**Work to complete**
The word "VariableDescriptor" may appear in the records below. Report how many lines contain it, and write nothing besides the number.

**The data**

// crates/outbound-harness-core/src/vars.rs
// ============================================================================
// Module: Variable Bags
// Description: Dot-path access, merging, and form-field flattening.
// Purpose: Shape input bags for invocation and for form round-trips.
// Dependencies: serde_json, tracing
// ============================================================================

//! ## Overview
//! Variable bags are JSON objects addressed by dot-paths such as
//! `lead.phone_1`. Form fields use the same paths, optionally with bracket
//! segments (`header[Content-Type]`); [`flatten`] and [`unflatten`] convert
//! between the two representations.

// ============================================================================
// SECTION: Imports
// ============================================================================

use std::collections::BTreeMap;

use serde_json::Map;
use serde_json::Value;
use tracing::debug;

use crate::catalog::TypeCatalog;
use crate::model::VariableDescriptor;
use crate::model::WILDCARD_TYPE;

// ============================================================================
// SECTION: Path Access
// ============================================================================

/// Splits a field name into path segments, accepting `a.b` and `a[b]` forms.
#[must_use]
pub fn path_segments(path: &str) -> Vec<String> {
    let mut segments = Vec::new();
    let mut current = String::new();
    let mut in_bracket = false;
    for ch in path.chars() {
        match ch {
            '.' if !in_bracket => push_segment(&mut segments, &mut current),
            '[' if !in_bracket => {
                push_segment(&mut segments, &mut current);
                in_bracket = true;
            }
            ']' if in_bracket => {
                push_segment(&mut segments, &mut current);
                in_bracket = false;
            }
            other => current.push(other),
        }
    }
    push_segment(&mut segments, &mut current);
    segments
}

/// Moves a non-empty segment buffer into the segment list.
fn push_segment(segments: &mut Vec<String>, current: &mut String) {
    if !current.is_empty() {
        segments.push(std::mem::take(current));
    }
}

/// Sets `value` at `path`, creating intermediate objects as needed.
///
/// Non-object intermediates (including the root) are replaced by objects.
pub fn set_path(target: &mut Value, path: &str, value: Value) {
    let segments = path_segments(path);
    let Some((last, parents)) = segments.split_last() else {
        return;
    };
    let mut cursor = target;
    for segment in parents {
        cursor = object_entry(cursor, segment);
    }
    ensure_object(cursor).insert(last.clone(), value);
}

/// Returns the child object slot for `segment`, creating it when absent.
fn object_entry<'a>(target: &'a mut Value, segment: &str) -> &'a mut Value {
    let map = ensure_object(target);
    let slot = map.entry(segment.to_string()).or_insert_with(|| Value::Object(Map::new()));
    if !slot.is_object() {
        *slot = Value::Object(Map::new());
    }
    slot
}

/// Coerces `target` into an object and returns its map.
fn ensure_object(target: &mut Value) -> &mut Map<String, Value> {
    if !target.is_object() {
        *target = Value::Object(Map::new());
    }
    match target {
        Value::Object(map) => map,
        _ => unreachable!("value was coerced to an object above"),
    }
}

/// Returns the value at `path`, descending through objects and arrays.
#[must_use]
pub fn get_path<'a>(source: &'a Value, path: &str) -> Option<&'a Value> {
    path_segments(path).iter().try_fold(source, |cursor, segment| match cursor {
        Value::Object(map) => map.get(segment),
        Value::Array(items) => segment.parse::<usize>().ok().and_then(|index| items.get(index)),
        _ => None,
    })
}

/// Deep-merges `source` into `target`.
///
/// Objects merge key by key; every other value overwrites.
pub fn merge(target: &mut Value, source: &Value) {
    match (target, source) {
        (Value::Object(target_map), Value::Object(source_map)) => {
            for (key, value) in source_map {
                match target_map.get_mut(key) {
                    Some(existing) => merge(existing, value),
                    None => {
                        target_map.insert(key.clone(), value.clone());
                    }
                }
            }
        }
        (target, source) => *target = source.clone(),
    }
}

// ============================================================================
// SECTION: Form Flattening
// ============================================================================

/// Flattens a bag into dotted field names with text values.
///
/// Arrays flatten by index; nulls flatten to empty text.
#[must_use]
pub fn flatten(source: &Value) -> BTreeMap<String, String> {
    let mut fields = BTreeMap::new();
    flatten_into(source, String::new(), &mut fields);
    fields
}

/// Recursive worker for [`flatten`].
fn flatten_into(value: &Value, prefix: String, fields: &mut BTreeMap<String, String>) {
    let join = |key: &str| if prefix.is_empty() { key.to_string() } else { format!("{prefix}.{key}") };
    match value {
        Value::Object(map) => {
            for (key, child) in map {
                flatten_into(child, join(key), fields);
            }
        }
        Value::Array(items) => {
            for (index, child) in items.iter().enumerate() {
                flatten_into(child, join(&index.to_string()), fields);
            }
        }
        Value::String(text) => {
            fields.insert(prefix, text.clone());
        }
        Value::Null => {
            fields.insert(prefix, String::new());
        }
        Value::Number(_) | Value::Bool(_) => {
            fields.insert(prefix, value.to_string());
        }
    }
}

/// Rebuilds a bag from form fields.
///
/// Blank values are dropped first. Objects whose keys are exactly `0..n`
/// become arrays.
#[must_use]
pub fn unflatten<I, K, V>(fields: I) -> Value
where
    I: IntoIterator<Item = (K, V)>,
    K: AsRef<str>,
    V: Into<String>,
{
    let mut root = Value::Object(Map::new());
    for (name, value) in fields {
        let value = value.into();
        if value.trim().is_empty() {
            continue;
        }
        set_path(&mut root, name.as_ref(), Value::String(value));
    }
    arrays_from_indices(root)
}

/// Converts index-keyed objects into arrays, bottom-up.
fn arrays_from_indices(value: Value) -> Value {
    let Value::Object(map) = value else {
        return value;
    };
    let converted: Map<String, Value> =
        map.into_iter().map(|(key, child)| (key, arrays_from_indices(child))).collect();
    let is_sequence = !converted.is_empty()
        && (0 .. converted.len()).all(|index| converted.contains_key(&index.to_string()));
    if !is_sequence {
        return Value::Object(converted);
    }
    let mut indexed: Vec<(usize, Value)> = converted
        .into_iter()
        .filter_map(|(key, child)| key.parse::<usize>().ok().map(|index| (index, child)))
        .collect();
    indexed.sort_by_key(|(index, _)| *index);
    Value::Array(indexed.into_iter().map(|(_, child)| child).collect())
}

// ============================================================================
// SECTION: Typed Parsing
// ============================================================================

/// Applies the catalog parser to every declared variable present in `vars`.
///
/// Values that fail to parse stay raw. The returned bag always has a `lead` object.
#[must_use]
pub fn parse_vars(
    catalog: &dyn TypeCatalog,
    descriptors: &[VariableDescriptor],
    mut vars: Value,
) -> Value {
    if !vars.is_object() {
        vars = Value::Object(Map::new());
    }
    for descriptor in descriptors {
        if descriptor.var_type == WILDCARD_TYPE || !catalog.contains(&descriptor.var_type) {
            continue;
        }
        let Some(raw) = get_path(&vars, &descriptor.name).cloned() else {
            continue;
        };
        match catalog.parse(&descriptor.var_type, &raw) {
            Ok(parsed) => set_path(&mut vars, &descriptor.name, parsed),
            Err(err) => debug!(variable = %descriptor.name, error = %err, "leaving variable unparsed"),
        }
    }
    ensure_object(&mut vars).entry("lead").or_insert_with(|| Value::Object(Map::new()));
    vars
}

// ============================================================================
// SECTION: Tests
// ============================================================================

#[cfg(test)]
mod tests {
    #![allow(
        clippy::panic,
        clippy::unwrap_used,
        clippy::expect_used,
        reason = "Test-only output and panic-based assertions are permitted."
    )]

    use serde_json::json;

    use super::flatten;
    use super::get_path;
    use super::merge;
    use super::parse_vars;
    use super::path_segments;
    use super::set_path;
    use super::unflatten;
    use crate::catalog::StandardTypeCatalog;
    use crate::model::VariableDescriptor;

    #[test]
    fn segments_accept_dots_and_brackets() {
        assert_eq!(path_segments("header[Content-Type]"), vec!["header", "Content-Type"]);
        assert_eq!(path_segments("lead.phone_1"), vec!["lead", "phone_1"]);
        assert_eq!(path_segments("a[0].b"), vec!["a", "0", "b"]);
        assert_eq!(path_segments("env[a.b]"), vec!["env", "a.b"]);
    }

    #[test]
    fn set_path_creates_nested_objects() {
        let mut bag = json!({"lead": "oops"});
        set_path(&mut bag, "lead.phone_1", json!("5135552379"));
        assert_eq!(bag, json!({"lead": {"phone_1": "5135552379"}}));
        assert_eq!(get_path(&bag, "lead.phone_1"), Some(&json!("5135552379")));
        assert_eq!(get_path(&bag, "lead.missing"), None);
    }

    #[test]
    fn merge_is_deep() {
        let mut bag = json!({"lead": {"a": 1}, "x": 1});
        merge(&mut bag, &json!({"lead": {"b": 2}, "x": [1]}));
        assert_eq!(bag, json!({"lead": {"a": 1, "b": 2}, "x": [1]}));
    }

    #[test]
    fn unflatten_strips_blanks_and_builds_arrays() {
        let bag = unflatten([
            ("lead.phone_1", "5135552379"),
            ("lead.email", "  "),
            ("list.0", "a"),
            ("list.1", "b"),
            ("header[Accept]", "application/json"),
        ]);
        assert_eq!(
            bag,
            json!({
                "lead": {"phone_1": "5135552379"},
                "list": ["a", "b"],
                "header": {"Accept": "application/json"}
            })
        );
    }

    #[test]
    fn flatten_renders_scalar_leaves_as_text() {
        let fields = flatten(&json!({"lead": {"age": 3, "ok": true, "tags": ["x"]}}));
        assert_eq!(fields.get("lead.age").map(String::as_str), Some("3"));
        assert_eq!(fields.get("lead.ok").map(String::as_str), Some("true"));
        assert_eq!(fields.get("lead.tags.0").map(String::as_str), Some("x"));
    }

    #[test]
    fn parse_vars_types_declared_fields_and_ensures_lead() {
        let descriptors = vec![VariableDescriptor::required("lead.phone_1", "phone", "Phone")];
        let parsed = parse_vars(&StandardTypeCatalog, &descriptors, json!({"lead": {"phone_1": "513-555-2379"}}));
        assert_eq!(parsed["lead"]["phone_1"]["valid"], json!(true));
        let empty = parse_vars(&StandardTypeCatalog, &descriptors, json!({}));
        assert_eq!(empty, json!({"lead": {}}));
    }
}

**Output of the task**
4